**Information provided**
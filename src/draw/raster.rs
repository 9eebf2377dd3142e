//! Grid rasterization algorithms.
//!
//! Every function here is pure: identical inputs always produce the same
//! ordered sequence of cells, and the sequence length is bounded by the
//! size of the primitive. Consecutive duplicates are part of the output and
//! are never filtered, since the point of the library is to show exactly
//! what each algorithm emits.
//!
//! The floating-point algorithms ([`step_by_step`] and [`dda`]) round both
//! coordinates with round-half-to-even. A sample landing exactly on `.5`
//! goes to the even neighbour, so `0.5 -> 0` and `1.5 -> 2`.

use super::point::Point;

/// Rounds a sample coordinate to the nearest cell, ties to even.
#[inline]
fn round_cell(value: f64) -> i32 {
    value.round_ties_even() as i32
}

/// Naive incremental line stepping using the slope-intercept form.
///
/// Vertical segments are special-cased and return every cell between the
/// two rows in ascending order. All other segments are sampled along x in
/// increments of `1 / max(|dx|, |dy|)`, evaluating `y = k * x + b` at each
/// sample, so steep lines produce many samples per column.
pub fn step_by_step(start: Point, end: Point) -> Vec<Point> {
    if start.x == end.x {
        let (low, high) = (start.y.min(end.y), start.y.max(end.y));
        return (low..=high).map(|y| Point::new(start.x, y)).collect();
    }

    let dx = i64::from(end.x) - i64::from(start.x);
    let dy = i64::from(end.y) - i64::from(start.y);
    let k = dy as f64 / dx as f64;
    let b = f64::from(start.y) - k * f64::from(start.x);

    let divisions = dx.abs().max(dy.abs());
    let samples = dx.abs() * divisions;
    let direction = dx.signum() as f64;

    // Sample positions are derived from the index rather than accumulated so
    // the final sample lands exactly on end.x.
    (0..=samples)
        .map(|i| {
            let x = f64::from(start.x) + direction * (i as f64 / divisions as f64);
            let y = k * x + b;
            Point::new(round_cell(x), round_cell(y))
        })
        .collect()
}

/// Digital differential analyzer.
///
/// Takes `max(|dx|, |dy|)` equal steps, accumulating the per-axis increment
/// in floating point and emitting the rounded position before every step.
/// Coincident endpoints yield the start cell alone.
pub fn dda(start: Point, end: Point) -> Vec<Point> {
    let dx = i64::from(end.x) - i64::from(start.x);
    let dy = i64::from(end.y) - i64::from(start.y);
    let steps = dx.abs().max(dy.abs());

    if steps == 0 {
        return vec![start];
    }

    let x_increment = dx as f64 / steps as f64;
    let y_increment = dy as f64 / steps as f64;
    let mut x = f64::from(start.x);
    let mut y = f64::from(start.y);

    let mut points = Vec::with_capacity(steps as usize + 1);
    for _ in 0..=steps {
        points.push(Point::new(round_cell(x), round_cell(y)));
        x += x_increment;
        y += y_increment;
    }
    points
}

/// Integer-only Bresenham line, valid in every octant.
///
/// Emits exactly `max(|dx|, |dy|) + 1` cells, starting at `start` and
/// ending at `end`. Swapping the endpoints yields the reversed sequence.
pub fn bresenham_line(start: Point, end: Point) -> Vec<Point> {
    // The error term breaks ties toward the walk direction, so always walk
    // from the smaller endpoint.
    if end < start {
        let mut points: Vec<Point> = walk_bresenham(end, start).collect();
        points.reverse();
        return points;
    }
    walk_bresenham(start, end).collect()
}

/// Lazily walks the error-term line from `start` to `end`.
///
/// Arithmetic is done in `i64` so spans wider than `i32::MAX` cannot
/// overflow; every emitted coordinate lies between the two endpoints.
fn walk_bresenham(start: Point, end: Point) -> impl Iterator<Item = Point> {
    let (x1, y1) = (i64::from(end.x), i64::from(end.y));
    let mut x = i64::from(start.x);
    let mut y = i64::from(start.y);
    let dx = (x1 - x).abs();
    let dy = (y1 - y).abs();
    let sx = if x < x1 { 1 } else { -1 };
    let sy = if y < y1 { 1 } else { -1 };
    let mut err = dx - dy;
    let mut done = false;

    std::iter::from_fn(move || {
        if done {
            return None;
        }
        let point = Point::new(x as i32, y as i32);
        if x == x1 && y == y1 {
            done = true;
            return Some(point);
        }
        let e2 = 2 * err;
        if e2 > -dy {
            err -= dy;
            x += sx;
        }
        if e2 < dx {
            err += dx;
            y += sy;
        }
        Some(point)
    })
}

/// Largest radius [`bresenham_circle`] rasterizes; larger values are
/// clamped to it.
pub const MAX_RADIUS: i32 = 10_000;

/// Midpoint (Bresenham) circle.
///
/// Walks one octant from `(r, 0)` while `x >= y` and mirrors every step into
/// all eight octants. Cells on octant boundaries are emitted once per
/// reflection, so the output contains repeats. The radius is clamped to
/// `0..=MAX_RADIUS`; zero yields eight copies of the center. Coordinates
/// that would leave the `i32` range saturate at its bounds.
pub fn bresenham_circle(center: Point, radius: i32) -> Vec<Point> {
    let r = i64::from(radius.clamp(0, MAX_RADIUS));
    let (cx, cy) = (i64::from(center.x), i64::from(center.y));
    let cell = |ox: i64, oy: i64| {
        let clamp = |v: i64| v.clamp(i64::from(i32::MIN), i64::from(i32::MAX)) as i32;
        Point::new(clamp(cx + ox), clamp(cy + oy))
    };

    let mut x = r;
    let mut y = 0;
    let mut d = 1 - r;

    let mut points = Vec::new();
    while x >= y {
        for (ox, oy) in [
            (x, y),
            (y, x),
            (-x, y),
            (-y, x),
            (x, -y),
            (-x, -y),
            (y, -x),
            (-y, -x),
        ] {
            points.push(cell(ox, oy));
        }

        y += 1;
        if d < 0 {
            d += 2 * y + 1;
        } else {
            x -= 1;
            d += 2 * y - 2 * x + 1;
        }
    }
    points
}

**Required action**
In the listing above, find the line with "let (cx, cy)" and the line with "let mut d = 1 - r;", then print exactly those two lines and every line between them, and nothing more.

**Exercise output**
    let (cx, cy) = (i64::from(center.x), i64::from(center.y));
    let cell = |ox: i64, oy: i64| {
        let clamp = |v: i64| v.clamp(i64::from(i32::MIN), i64::from(i32::MAX)) as i32;
        Point::new(clamp(cx + ox), clamp(cy + oy))
    };

    let mut x = r;
    let mut y = 0;
    let mut d = 1 - r;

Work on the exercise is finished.